From 50993e3328b6805cf541d612bac341220b460457 Mon Sep 17 00:00:00 2001
From: Archaic <archaic@linuxfromscratch.org>
Date: Sat, 8 Oct 2005 18:33:50 +0000
Subject: Added patch to fix vulnerable tempfile creation texinfo.

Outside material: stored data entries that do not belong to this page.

use russell_tensor::Mandel;
use serde::{Deserialize, Serialize};
use std::collections::BTreeSet;
use std::fmt;

/// Defines the physical quantities stored at quadrature points
///
/// Note: The fixed numbering scheme allows indexing arrays of fields by quantity.
#[derive(Clone, Copy, Debug, Eq, Hash, PartialEq, PartialOrd, Ord, Deserialize, Serialize)]
pub enum Q {
    /// Velocity gradient L (general 3×3 tensor)
    L = 0,

    /// Cauchy stress σ (symmetric 3×3 tensor)
    Sigma = 1,

    /// Time step h
    TimeStep = 2,

    /// Accumulated plastic multiplier λ
    Lambda = 3,

    /// Specific internal energy e
    E = 4,

    /// Density ρ
    Rho = 5,
}

/// Holds a set of quantities
pub type QSet = BTreeSet<Q>;

impl Q {
    /// Number of quantities (cardinality of the enumeration)
    pub const LAST: usize = 6;

    /// Holds all quantities in index order
    pub const ALL: [Q; Q::LAST] = [Q::L, Q::Sigma, Q::TimeStep, Q::Lambda, Q::E, Q::Rho];

    /// Returns the position of this quantity in arrays sized by [Q::LAST]
    pub fn index(self) -> usize {
        self as usize
    }

    /// Returns the number of components of one record of this quantity
    pub fn width(self) -> usize {
        match self {
            Q::L => Mandel::General.dim(),
            Q::Sigma => Mandel::Symmetric.dim(),
            Q::TimeStep | Q::Lambda | Q::E | Q::Rho => 1,
        }
    }
}

impl fmt::Display for Q {
    fn fmt(&self, f: &mut fmt::Formatter<'_>) -> fmt::Result {
        let name = match self {
            Q::L => "L",
            Q::Sigma => "SIGMA",
            Q::TimeStep => "TIME_STEP",
            Q::Lambda => "LAMBDA",
            Q::E => "E",
            Q::Rho => "RHO",
        };
        write!(f, "{}", name)
    }
}

////////////////////////////////////////////////////////////////////////////////////////////////////////////////////////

git-svn-id: http://svn.linuxfromscratch.org/LFS/trunk/BOOK@6983 4aa44e1e-78dd-0310-a6d2-fbcd4c07a689
---
 chapter06/texinfo.xml | 5 +++++
 1 file changed, 5 insertions(+)

(limited to 'chapter06')

diff --git a/chapter06/texinfo.xml b/chapter06/texinfo.xml
index 0cab8d0ae..292963d7e 100644
--- a/chapter06/texinfo.xml
+++ b/chapter06/texinfo.xml
@@ -31,6 +31,11 @@ Diffutils, GCC, Gettext, Glibc, Grep, Make, Ncurses, and Sed</seg></seglistitem>
 <sect2 role="installation">
 <title>Installation of Texinfo</title>
 
+<para>Texinfo allows local users to overwrite arbitrary files via a symlink
+attack on temporary files. Apply the following patch to fix this:</para>
+
+<screen><userinput>patch -Np1 -i ../&texinfo-tempfile_fix-patch;</userinput></screen>
+
 <para>Prepare Texinfo for compilation:</para>
 
 <screen><userinput>./configure --prefix=/usr</userinput></screen>
-- 
cgit v1.2.3-54-g00ecf